Back then, wheelchairs were seen solely as medical equipment: uniformly gray, plain and unobtrusive.

“The mentality was, it’s about the person, not the chair,” Lasher says.

But wheelchairs, he felt, were ugly. And they didn’t suit the needs of Lasher, a lifelong athlete. People using wheelchairs had personalities, Lasher thought. So why couldn’t their chairs reveal something of the individual?

Six years ago Lasher, then a teacher with the Anchorage School District, began tinkering with a wheelchair design in his garage, enlisting a local machine shop to create some of the components. When he unveiled the shiny, brand-new chair he’d made, his father thought he’d gone out and bought it.

“That’s how I knew I had succeeded,” says Lasher.

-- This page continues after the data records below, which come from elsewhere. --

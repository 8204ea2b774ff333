//! Planning event series: expansion of recurring events into occurrences on
//! create, and reconciliation of existing occurrences on edit.

pub mod error;
pub mod events;
pub mod expiry;
pub mod identity;
pub mod model;
pub mod notify;
pub mod ports;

In the six years since that first garage tinkering, Lasher has built Lasher Sport, crafting custom wheelchairs and handcycles that can roll on sandy beaches, ski on snowy mountaintops and careen terrifyingly fast down the slopes of the Swiss Alps. The chairs are also one of only a handful of products fully manufactured in Alaska, though Lasher does contract to Lower 48 firms for some processes. They are sold to clients all over the world – from Guam to Germany.

The chairs aren’t cheap – from around $5,000 to upwards of $10,000 for a custom chair.

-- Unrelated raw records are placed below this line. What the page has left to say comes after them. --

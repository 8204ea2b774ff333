//! Lenient instant parsing for event records.
//!
//! ## Summary
//! Clients send instants either with a zone offset (`2024-01-01T14:00:00Z`,
//! `2024-01-01T09:00:00-05:00`, `2024-01-01T14:00:00+0000`) or as zone-naive
//! civil timestamps (`2024-01-01T14:00:00`). Naive values are taken as UTC.
//! Everything is normalized to `DateTime<Utc>` before any rule evaluation.

use chrono::{DateTime, NaiveDateTime, SecondsFormat, Utc};

use crate::error::{CoreError, CoreResult};

const NAIVE_FORMATS: &[&str] = &["%Y-%m-%dT%H:%M:%S%.f", "%Y-%m-%d %H:%M:%S%.f", "%Y-%m-%dT%H:%M"];

/// ## Summary
/// Parses an instant that may or may not carry a zone offset.
///
/// ## Errors
/// Returns `CoreError::InvalidInput` if the value matches none of the accepted shapes.
pub fn parse_instant(value: &str) -> CoreResult<DateTime<Utc>> {
    let value = value.trim();

    if let Ok(dt) = DateTime::parse_from_rfc3339(value) {
        return Ok(dt.with_timezone(&Utc));
    }
    if let Ok(dt) = DateTime::parse_from_str(value, "%Y-%m-%dT%H:%M:%S%.f%z") {
        return Ok(dt.with_timezone(&Utc));
    }

    NAIVE_FORMATS
        .iter()
        .find_map(|fmt| NaiveDateTime::parse_from_str(value, fmt).ok())
        .map(|naive| naive.and_utc())
        .ok_or_else(|| CoreError::InvalidInput(format!("unrecognized datetime: {value}")))
}

/// Formats an instant the way records are written back out.
#[must_use]
pub fn format_instant(dt: &DateTime<Utc>) -> String {
    dt.to_rfc3339_opts(SecondsFormat::AutoSi, true)
}

/// `serde(with = ...)` adapter for required instants.
pub mod lenient {
    use chrono::{DateTime, Utc};
    use serde::{Deserialize, Deserializer, Serializer};

    /// ## Errors
    /// Propagates the serializer's error.
    pub fn serialize<S: Serializer>(dt: &DateTime<Utc>, serializer: S) -> Result<S::Ok, S::Error> {
        serializer.serialize_str(&super::format_instant(dt))
    }

    /// ## Errors
    /// Fails when the value is not a string or is not a recognized instant.
    pub fn deserialize<'de, D: Deserializer<'de>>(deserializer: D) -> Result<DateTime<Utc>, D::Error> {
        let raw = String::deserialize(deserializer)?;
        super::parse_instant(&raw).map_err(serde::de::Error::custom)
    }
}

/// `serde(with = ...)` adapter for nullable instants.
pub mod lenient_option {
    use chrono::{DateTime, Utc};
    use serde::{Deserialize, Deserializer, Serializer};

    /// ## Errors
    /// Propagates the serializer's error.
    #[expect(clippy::ref_option, reason = "signature required by serde(with)")]
    pub fn serialize<S: Serializer>(
        dt: &Option<DateTime<Utc>>,
        serializer: S,
    ) -> Result<S::Ok, S::Error> {
        match dt {
            Some(dt) => serializer.serialize_str(&super::format_instant(dt)),
            None => serializer.serialize_none(),
        }
    }

    /// ## Errors
    /// Fails when a present value is not a recognized instant.
    pub fn deserialize<'de, D: Deserializer<'de>>(
        deserializer: D,
    ) -> Result<Option<DateTime<Utc>>, D::Error> {
        Option::<String>::deserialize(deserializer)?
            .map(|raw| super::parse_instant(&raw).map_err(serde::de::Error::custom))
            .transpose()
    }
}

Anything but medical-supply beige, they’re inspired by Orange County Choppers and mountain bikes, often tricked-out with chrome details that wouldn’t look out of place at a car show. They range from basic but sleek with vibrant oxidized colored aluminum – like a fresh custom car paint job – to fanciful, like one with a dragon motif that features gold and red details, fire-breathing dragon cutouts and a foot rest that looks like two gold coins.

They're meant to generate attention – in a good way.

One young man told Lasher of a cute girl that had actually crossed the street to admire his chair and ask about it.

Lasher Sport also makes wheelchairs designed for Nordic skiing, tennis, basketball and mountain handcycle riding. Right now Lasher is especially excited about the all-terrain handycle, like a mountain bike operated by upper body strength.

The idea: no trail, beach or mountain should be off-limits because you use a chair.

His clients seem to agree.  Lasher Sport’s Facebook page is packed with photos chronicling adventures like a Nordic ski chair expedition at Denali’s Ruth Gorge. Others show treks around Scottish highland lakes, trips to Caribbean beaches and videos of handcyclists bouncing happily down rocky, steep trails in the Swiss Alps.

When people – often, these days, veterans of the wars in Iraq and Afghanistan – call Lasher to discuss ordering a chair, they’re usually early into their injuries and depressed.

Sometimes, he says, they feel suddenly invisible. Or like the things they once loved to do are lost.

“They feel like they aren’t a member of society anymore,” Lasher says.

It doesn’t have to be that way, says Lasher from the sleek “everyday chair” he uses at the warehouse and at home.

“With the right chair,” he says, “You can go anywhere.”